Sacramento Public Library

War Ink

StoryCorps and California public libraries are looking for Iraq and Afghanistan veterans to tell the stories of their tattoos for an exhibition on veterans’ experiences.
War Ink is an upcoming multimedia exhibit opening on Veterans Day that will feature 18 Iraq and Afghanistan veterans from throughout the state. The Sacramento Public Library has joined with other public libraries around the state to help find a diverse group of veterans to tell their stories—and the tale behind their ink.

Veterans interested in the project are encouraged to contact Jason Deitch directly at or 510-593-8423.

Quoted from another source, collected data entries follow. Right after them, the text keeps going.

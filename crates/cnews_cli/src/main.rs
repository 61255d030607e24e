use clap::Parser;
use cnews_core::{NewsStore, Result, Settings};
use cnews_scraper::YahooNewsScraper;
use cnews_storage::{load_data_to_db, PostgresStore, SqliteStore};
use cnews_transform::NewsTransformer;
use std::path::PathBuf;
use tracing::{error, info};

#[derive(Parser, Debug)]
#[command(name = "cnews", about = "Scrape, classify and store crypto news", long_about = None)]
struct Cli {
    /// Storage backend: postgres (connection from DB_* environment
    /// variables) or sqlite.
    #[arg(long, default_value = "postgres")]
    storage: String,
    /// Database file used by the sqlite backend.
    #[arg(long, default_value = "cnews.db")]
    database: PathBuf,
}

async fn create_store(cli: &Cli) -> Result<Box<dyn NewsStore>> {
    match cli.storage.as_str() {
        "postgres" => Ok(Box::new(PostgresStore::from_env().await?)),
        "sqlite" => Ok(Box::new(SqliteStore::new_with_path(&cli.database).await?)),
        other => Err(cnews_core::Error::Database(format!(
            "unknown storage backend: {}",
            other
        ))),
    }
}

async fn run(cli: Cli, settings: Settings) -> Result<()> {
    // Model artifacts and linguistic resources load before any fetch;
    // their absence is fatal for the whole run.
    let transformer = NewsTransformer::new(&settings).await?;

    let scraper = YahooNewsScraper::new(&settings)?;
    let raw_data = match scraper.fetch_news().await {
        Ok(raw_data) => raw_data,
        Err(e) => {
            error!("error fetching news: {}", e);
            return Ok(());
        }
    };

    let transformed = match transformer.transform_news(raw_data) {
        Ok(transformed) => transformed,
        Err(e) => {
            error!("error transforming news: {}", e);
            return Ok(());
        }
    };

    let store = match create_store(&cli).await {
        Ok(store) => store,
        Err(e) => {
            error!("error connecting to database: {}", e);
            return Ok(());
        }
    };

    match load_data_to_db(store.as_ref(), &transformed).await {
        Ok(report) => info!(
            "data loaded successfully into the database ({} inserted, {} skipped)",
            report.inserted, report.skipped
        ),
        Err(e) => error!("error loading data: {}", e),
    }
    store.close().await;

    Ok(())
}

#[tokio::main]
async fn main() {
    tracing_subscriber::fmt::init();
    let _ = dotenvy::dotenv();

    let cli = Cli::parse();
    let settings = Settings::default();

    if let Err(e) = run(cli, settings).await {
        error!("run aborted: {}", e);
        std::process::exit(1);
    }
}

Each veteran’s story surrounding their tattoos will be recorded by nationally renowned StoryCorps project. Their tattoos will be photographed by Shaun Roberts whose work has been featured in GQ, and many other publications.

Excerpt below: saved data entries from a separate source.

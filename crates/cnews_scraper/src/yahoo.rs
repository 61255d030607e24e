use cnews_core::{RawArticle, Result, Settings};
use scraper::{Html, Selector};
use tracing::{error, info, warn};

/// Scrapes cryptocurrency news articles from the Yahoo Finance crypto
/// topic page.
pub struct YahooNewsScraper {
    client: reqwest::Client,
    settings: Settings,
}

impl YahooNewsScraper {
    pub fn new(settings: &Settings) -> Result<Self> {
        let client = reqwest::Client::builder()
            .timeout(settings.request_timeout)
            .build()?;
        Ok(Self {
            client,
            settings: settings.clone(),
        })
    }

    /// Fetches the article listing, then the content and publication date of
    /// each article, pacing requests with a fixed delay between articles.
    ///
    /// Listing entries whose per-article fetches fail keep `None` in the
    /// corresponding field; the run never aborts on a single article.
    pub async fn fetch_news(&self) -> Result<Vec<RawArticle>> {
        let mut articles = self.fetch_listing().await;
        let total = articles.len();

        for (i, article) in articles.iter_mut().enumerate() {
            info!("fetching article {}/{}: {}", i + 1, total, article.title);
            article.content = self
                .fetch_article_content(&article.link, &article.title)
                .await;
            article.date = self.fetch_article_date(&article.link).await;
            tokio::time::sleep(self.settings.article_delay).await;
        }

        info!("crypto news fetched and processed successfully");
        Ok(articles)
    }

    /// Fetch titles and links from the listing page. A transport error or
    /// non-success status yields an empty list, logged, never raised.
    async fn fetch_listing(&self) -> Vec<RawArticle> {
        let response = match self.client.get(&self.settings.site_url).send().await {
            Ok(response) => response,
            Err(e) => {
                error!("an error occurred while fetching {}: {}", self.settings.site_url, e);
                return Vec::new();
            }
        };

        if !response.status().is_success() {
            error!("failed to fetch listing page: {}", response.status());
            return Vec::new();
        }

        match response.text().await {
            Ok(html) => parse_listing(&html, &self.settings.origin),
            Err(e) => {
                error!("failed to read listing page body: {}", e);
                Vec::new()
            }
        }
    }

    async fn fetch_article_content(&self, url: &str, title: &str) -> Option<String> {
        let html = self.fetch_page(url).await?;
        extract_content(&html, title, &self.settings)
    }

    async fn fetch_article_date(&self, url: &str) -> Option<String> {
        let html = self.fetch_page(url).await?;
        let date = extract_date(&html);
        if date.is_none() {
            warn!("no usable <time> tag found for article at {}", url);
        }
        date
    }

    async fn fetch_page(&self, url: &str) -> Option<String> {
        let response = match self.client.get(url).send().await {
            Ok(response) => response,
            Err(e) => {
                error!("failed to fetch page at {}: {}", url, e);
                return None;
            }
        };

        if !response.status().is_success() {
            error!("failed to fetch page at {}: {}", url, response.status());
            return None;
        }

        match response.text().await {
            Ok(html) => Some(html),
            Err(e) => {
                error!("failed to read page body at {}: {}", url, e);
                None
            }
        }
    }
}

/// Extract (title, link) pairs from the listing HTML. Containers missing a
/// link or title are skipped; relative links are rewritten against the
/// site origin. Zero containers is an empty list, not an error.
fn parse_listing(html: &str, origin: &str) -> Vec<RawArticle> {
    let document = Html::parse_document(html);
    let section_selector = Selector::parse(r#"section[role="article"]"#).unwrap();
    let link_selector = Selector::parse("a[aria-label][href]").unwrap();
    let title_selector = Selector::parse("h3").unwrap();

    let mut articles = Vec::new();
    for section in document.select(&section_selector) {
        let link = section
            .select(&link_selector)
            .next()
            .and_then(|el| el.value().attr("href"));
        let title = section
            .select(&title_selector)
            .next()
            .map(|el| el.text().collect::<String>().trim().to_string());

        if let (Some(link), Some(title)) = (link, title) {
            let link = if link.starts_with("http") {
                link.to_string()
            } else {
                format!("{}{}", origin, link)
            };
            articles.push(RawArticle::new(title, link));
        }
    }

    articles
}

/// Extract and clean the main content of an article page: the trimmed text
/// of heading and paragraph elements, with configured boilerplate markers
/// stripped and the title line dropped when it leads the content.
fn extract_content(html: &str, title: &str, settings: &Settings) -> Option<String> {
    let document = Html::parse_document(html);
    let content_selector = Selector::parse("p, h1, h2, h3, h4, h5, h6").unwrap();

    let mut content = document
        .select(&content_selector)
        .map(|el| el.text().collect::<String>().trim().to_string())
        .filter(|text| !text.is_empty())
        .collect::<Vec<_>>()
        .join("\n");

    // Boilerplate before the article body.
    for unwanted in &settings.unwanted_start {
        if let Some(rest) = content.strip_prefix(unwanted.as_str()) {
            content = rest.trim().to_string();
        }
    }

    // Boilerplate after the article body: drop the marker and everything
    // following it.
    for unwanted in &settings.unwanted_end {
        if let Some(idx) = content.find(unwanted.as_str()) {
            content.truncate(idx);
            content = content.trim().to_string();
        }
    }

    // The first line repeats the title on most article pages.
    if content.lines().next() == Some(title) {
        content = content
            .lines()
            .skip(1)
            .collect::<Vec<_>>()
            .join("\n")
            .trim()
            .to_string();
    }

    if content.is_empty() {
        None
    } else {
        Some(content)
    }
}

/// Extract the publication date from an article page: the first `time`
/// element, preferring its machine-readable `datetime` attribute over its
/// visible text.
fn extract_date(html: &str) -> Option<String> {
    let document = Html::parse_document(html);
    let time_selector = Selector::parse("time").unwrap();

    let time = document.select(&time_selector).next()?;
    if let Some(datetime) = time.value().attr("datetime") {
        return Some(datetime.to_string());
    }

    let text = time.text().collect::<String>().trim().to_string();
    if text.is_empty() {
        None
    } else {
        Some(text)
    }
}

The exhibit will be curated by Jason Deitch, a former Army Ranger combat medic. Upon his return to civilian life, he got a PhD. in sociology from U.C. Berkeley and co-founded the Returning Veterans of America. Deitch co-created War Ink with Chris Brown, project director of the Contra Costa County Library.
“This project represents both a unique collaboration for cutting edge and relevant cultural programming, as well as a powerful context for the authentic and honest voice of veteran culture,” said Deitch.

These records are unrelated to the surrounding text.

use std::collections::HashMap;
use std::path::Path;

use cnews_core::{Error, Result};
use serde::{Deserialize, Serialize};

/// TF-IDF vectorizer restored from an externally trained artifact. Only the
/// `transform` direction is implemented; fitting happens outside this
/// repository.
#[derive(Debug, Clone, Serialize, Deserialize)]
pub struct TfidfVectorizer {
    /// Token to feature-index mapping.
    vocabulary: HashMap<String, usize>,
    /// Inverse document frequency per feature index.
    idf: Vec<f64>,
}

impl TfidfVectorizer {
    /// Map a preprocessed (whitespace-joined) token string to an
    /// L2-normalized tf-idf feature vector. Out-of-vocabulary tokens are
    /// ignored.
    pub fn transform(&self, text: &str) -> Vec<f64> {
        let mut features = vec![0.0; self.idf.len()];
        for token in text.split_whitespace() {
            if let Some(&index) = self.vocabulary.get(token) {
                features[index] += 1.0;
            }
        }

        for (value, idf) in features.iter_mut().zip(&self.idf) {
            *value *= idf;
        }

        let norm = features.iter().map(|v| v * v).sum::<f64>().sqrt();
        if norm > 0.0 {
            for value in &mut features {
                *value /= norm;
            }
        }

        features
    }

    pub fn n_features(&self) -> usize {
        self.idf.len()
    }
}

/// Linear classifier restored from an externally trained artifact: one
/// weight row and intercept per class, prediction by argmax score.
#[derive(Debug, Clone, Serialize, Deserialize)]
pub struct LinearClassifier {
    classes: Vec<String>,
    weights: Vec<Vec<f64>>,
    intercepts: Vec<f64>,
}

impl LinearClassifier {
    pub fn predict(&self, features: &[f64]) -> Result<&str> {
        let mut best: Option<(usize, f64)> = None;
        for (index, (weights, intercept)) in
            self.weights.iter().zip(&self.intercepts).enumerate()
        {
            if weights.len() != features.len() {
                return Err(Error::Model(format!(
                    "feature length {} does not match classifier weights {}",
                    features.len(),
                    weights.len()
                )));
            }
            let score: f64 = weights
                .iter()
                .zip(features)
                .map(|(w, f)| w * f)
                .sum::<f64>()
                + intercept;
            match best {
                Some((_, best_score)) if best_score >= score => {}
                _ => best = Some((index, score)),
            }
        }

        let (index, _) =
            best.ok_or_else(|| Error::Model("classifier has no classes".to_string()))?;
        Ok(&self.classes[index])
    }

    pub fn classes(&self) -> &[String] {
        &self.classes
    }
}

/// The pre-trained sentiment model: a vectorizer and a classifier loaded
/// once at startup from fixed artifact paths. A missing or malformed
/// artifact is a fatal constructor error, never a per-record one.
#[derive(Debug)]
pub struct SentimentModel {
    vectorizer: TfidfVectorizer,
    classifier: LinearClassifier,
}

impl SentimentModel {
    pub fn load(model_path: &Path, vectorizer_path: &Path) -> Result<Self> {
        let classifier: LinearClassifier = load_artifact(model_path)?;
        let vectorizer: TfidfVectorizer = load_artifact(vectorizer_path)?;

        if classifier
            .weights
            .iter()
            .any(|row| row.len() != vectorizer.n_features())
        {
            return Err(Error::Model(format!(
                "classifier weights do not match vectorizer features ({})",
                vectorizer.n_features()
            )));
        }

        Ok(Self {
            vectorizer,
            classifier,
        })
    }

    pub fn new(vectorizer: TfidfVectorizer, classifier: LinearClassifier) -> Self {
        Self {
            vectorizer,
            classifier,
        }
    }

    /// Classify preprocessed text, returning the single predicted label.
    pub fn classify(&self, preprocessed: &str) -> Result<String> {
        let features = self.vectorizer.transform(preprocessed);
        Ok(self.classifier.predict(&features)?.to_string())
    }

    pub fn labels(&self) -> &[String] {
        self.classifier.classes()
    }
}

fn load_artifact<T: for<'de> Deserialize<'de>>(path: &Path) -> Result<T> {
    let bytes = std::fs::read(path).map_err(|e| {
        Error::Model(format!("failed to load artifact {}: {}", path.display(), e))
    })?;
    serde_json::from_slice(&bytes).map_err(|e| {
        Error::Model(format!("malformed artifact {}: {}", path.display(), e))
    })
}


#[cfg(test)]
mod tests {
    use super::*;
    use tempfile::tempdir;

    #[test]
    fn test_vectorizer_transform() {
        let model = test_fixtures::model();
        let features = model.vectorizer.transform("bitcoin record high");
        assert_eq!(features.len(), 6);
        let norm: f64 = features.iter().map(|v| v * v).sum::<f64>().sqrt();
        assert!((norm - 1.0).abs() < 1e-9);
    }

    #[test]
    fn test_vectorizer_ignores_unknown_tokens() {
        let model = test_fixtures::model();
        let features = model.vectorizer.transform("completely unknown words");
        assert!(features.iter().all(|&v| v == 0.0));
    }

    #[test]
    fn test_classify() {
        let model = test_fixtures::model();
        assert_eq!(model.classify("bitcoin record high").unwrap(), "positive");
        assert_eq!(model.classify("bitcoin crash loss").unwrap(), "negative");
        assert_eq!(model.classify("market").unwrap(), "neutral");
    }

    #[test]
    fn test_classify_label_in_label_set() {
        let model = test_fixtures::model();
        let label = model.classify("bitcoin").unwrap();
        assert!(model.labels().contains(&label));
    }

    #[test]
    fn test_load_round_trip() {
        let dir = tempdir().unwrap();
        let (model_path, vectorizer_path) = test_fixtures::write_artifacts(dir.path());
        let model = SentimentModel::load(&model_path, &vectorizer_path).unwrap();
        assert_eq!(model.labels().len(), 3);
        assert_eq!(model.classify("bitcoin record high").unwrap(), "positive");
    }

    #[test]
    fn test_load_missing_artifact_is_fatal() {
        let dir = tempdir().unwrap();
        let missing = dir.path().join("nope.json");
        let err = SentimentModel::load(&missing, &missing).unwrap_err();
        assert!(matches!(err, cnews_core::Error::Model(_)));
    }
}
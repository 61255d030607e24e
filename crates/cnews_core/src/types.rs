use chrono::{DateTime, Utc};
use serde::{Deserialize, Serialize};

/// An article as produced by the fetcher. `content` and `date` stay `None`
/// when the per-article fetch fails; the record itself is still returned.
#[derive(Debug, Clone, Serialize, Deserialize)]
pub struct RawArticle {
    pub title: String,
    pub link: String,
    pub content: Option<String>,
    pub date: Option<String>,
}

impl RawArticle {
    pub fn new(title: impl Into<String>, link: impl Into<String>) -> Self {
        Self {
            title: title.into(),
            link: link.into(),
            content: None,
            date: None,
        }
    }
}

/// A fully transformed record, ready for persistence. The (date, title)
/// pair is the natural key of the persisted row.
#[derive(Debug, Clone, Serialize, Deserialize)]
pub struct TransformedArticle {
    pub title: String,
    pub link: String,
    pub content: String,
    pub preprocessed_content: String,
    pub date: Option<DateTime<Utc>>,
    pub sentiment: String,
}
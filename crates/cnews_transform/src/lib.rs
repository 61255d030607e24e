pub mod model;
pub mod preprocess;
pub mod resources;

use chrono::{DateTime, NaiveDateTime, Utc};
use cnews_core::{Error, RawArticle, Result, Settings, TransformedArticle};
use tracing::info;

pub use model::SentimentModel;
pub use preprocess::Preprocessor;

/// Format of machine-readable article dates on the site.
const DATE_FORMAT: &str = "%Y-%m-%dT%H:%M:%S%.fZ";

/// Transforms raw articles: filters incomplete records, parses dates,
/// preprocesses content and classifies sentiment.
///
/// Construction loads the model artifacts and ensures the linguistic
/// resources, both fatal on failure; per-record work never is.
pub struct NewsTransformer {
    preprocessor: Preprocessor,
    model: SentimentModel,
}

impl NewsTransformer {
    pub async fn new(settings: &Settings) -> Result<Self> {
        resources::ensure_resources(&settings.resource_dir).await?;
        let stop_words = resources::load_stop_words(&settings.resource_dir)?;
        let lemmas = resources::load_lemmas(&settings.resource_dir)?;
        let model = SentimentModel::load(&settings.model_path, &settings.vectorizer_path)?;

        Ok(Self {
            preprocessor: Preprocessor::new(stop_words, lemmas),
            model,
        })
    }

    pub fn from_parts(preprocessor: Preprocessor, model: SentimentModel) -> Self {
        Self {
            preprocessor,
            model,
        }
    }

    /// Preprocess and classify the fetched articles. Records without
    /// content are dropped; every other absent field normalizes to empty
    /// text.
    pub fn transform_news(&self, raw_data: Vec<RawArticle>) -> Result<Vec<TransformedArticle>> {
        let mut transformed = Vec::new();

        for article in raw_data {
            let Some(content) = article.content else {
                continue;
            };

            let date = parse_article_date(article.date.as_deref().unwrap_or(""))?;
            let preprocessed_content = self.preprocessor.preprocess(&content);
            let sentiment = self.model.classify(&preprocessed_content)?;

            transformed.push(TransformedArticle {
                title: article.title,
                link: article.link,
                content,
                preprocessed_content,
                date,
                sentiment,
            });
        }

        info!("data cleaned and classified, {} records", transformed.len());
        Ok(transformed)
    }

    pub fn labels(&self) -> &[String] {
        self.model.labels()
    }
}

/// Parse an article date in the site's fixed format. Empty input is an
/// absent timestamp, not an error; a malformed non-empty date is.
pub fn parse_article_date(date: &str) -> Result<Option<DateTime<Utc>>> {
    if date.is_empty() {
        return Ok(None);
    }

    NaiveDateTime::parse_from_str(date, DATE_FORMAT)
        .map(|naive| Some(naive.and_utc()))
        .map_err(|e| Error::Transform(format!("invalid article date {:?}: {}", date, e)))
}

#[cfg(test)]
mod tests {
    use super::*;
    use chrono::TimeZone;

    fn transformer() -> NewsTransformer {
        let stop_words = ["a", "an", "the", "is", "of", "to", "and", "on"]
            .iter()
            .map(|s| s.to_string())
            .collect();
        let lemmas = [("reached", "reach")]
            .iter()
            .map(|(form, lemma)| (form.to_string(), lemma.to_string()))
            .collect();
        NewsTransformer::from_parts(
            Preprocessor::new(stop_words, lemmas),
            model::test_fixtures::model(),
        )
    }

    #[test]
    fn test_parse_article_date() {
        let parsed = parse_article_date("2024-12-15T10:00:00.000000Z").unwrap();
        assert_eq!(parsed, Some(Utc.with_ymd_and_hms(2024, 12, 15, 10, 0, 0).unwrap()));
    }

    #[test]
    fn test_parse_article_date_empty_is_absent() {
        assert_eq!(parse_article_date("").unwrap(), None);
    }

    #[test]
    fn test_parse_article_date_malformed_is_error() {
        assert!(parse_article_date("December 15, 2024").is_err());
    }

    #[test]
    fn test_transform_drops_records_without_content() {
        let t = transformer();
        let raw = vec![
            RawArticle::new("No Content", "https://finance.yahoo.com/news/no-content"),
            RawArticle {
                title: "Bitcoin Hits All-Time High".to_string(),
                link: "https://finance.yahoo.com/news/bitcoin-hits-high".to_string(),
                content: Some("Bitcoin reached a new all-time high...".to_string()),
                date: Some("2024-12-15T10:00:00.000000Z".to_string()),
            },
        ];

        let transformed = t.transform_news(raw).unwrap();
        assert_eq!(transformed.len(), 1);
        assert_eq!(transformed[0].title, "Bitcoin Hits All-Time High");
    }

    #[test]
    fn test_transform_end_to_end_record() {
        let t = transformer();
        let raw = vec![RawArticle {
            title: "Bitcoin Hits All-Time High".to_string(),
            link: "https://finance.yahoo.com/news/bitcoin-hits-high".to_string(),
            content: Some("Bitcoin reached a new all-time high...".to_string()),
            date: Some("2024-12-15T10:00:00.000000Z".to_string()),
        }];

        let transformed = t.transform_news(raw).unwrap();
        assert_eq!(transformed.len(), 1);
        let record = &transformed[0];
        assert!(!record.preprocessed_content.is_empty());
        assert!(t.labels().contains(&record.sentiment));
        assert_eq!(
            record.date,
            Some(Utc.with_ymd_and_hms(2024, 12, 15, 10, 0, 0).unwrap())
        );
    }

    #[test]
    fn test_transform_absent_date_normalizes_to_none() {
        let t = transformer();
        let raw = vec![RawArticle {
            title: "Bitcoin Hits All-Time High".to_string(),
            link: "https://finance.yahoo.com/news/bitcoin-hits-high".to_string(),
            content: Some("Bitcoin reached a new all-time high...".to_string()),
            date: None,
        }];

        let transformed = t.transform_news(raw).unwrap();
        assert_eq!(transformed[0].date, None);
    }
}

“I think it is important for people back at home, who are often so distanced from military service, to gain insight into the experience of veterans returning home. Because they’re coming back to become part of that community.” said Brown.
With nearly 2 million veterans in California and a generation of veterans returning from two wars, our state is ground zero when it comes to veterans issues. War Ink represents a platform to explore the unfiltered record of war that veterans have documented on their bodies.
War Ink was made possible through two grants awarded to Contra Costa County Library. Cal Humanities, an independent non-profit state partner of the National Endowment for the Humanities, awarded the library a $10,000 Community Stories grant. The Pacific Library Partnership followed with a $15,000 Innovation and Technology Opportunity Grant, allowing War Ink to incorporate several innovative library systems in California. This group also includes the Alameda Free Library, Mountain View Library, Oakland Public Library, San Diego County Library, San Jose Public Library, San Mateo County Library, Santa Clara County Library District, and Santa Cruz Public Libraries.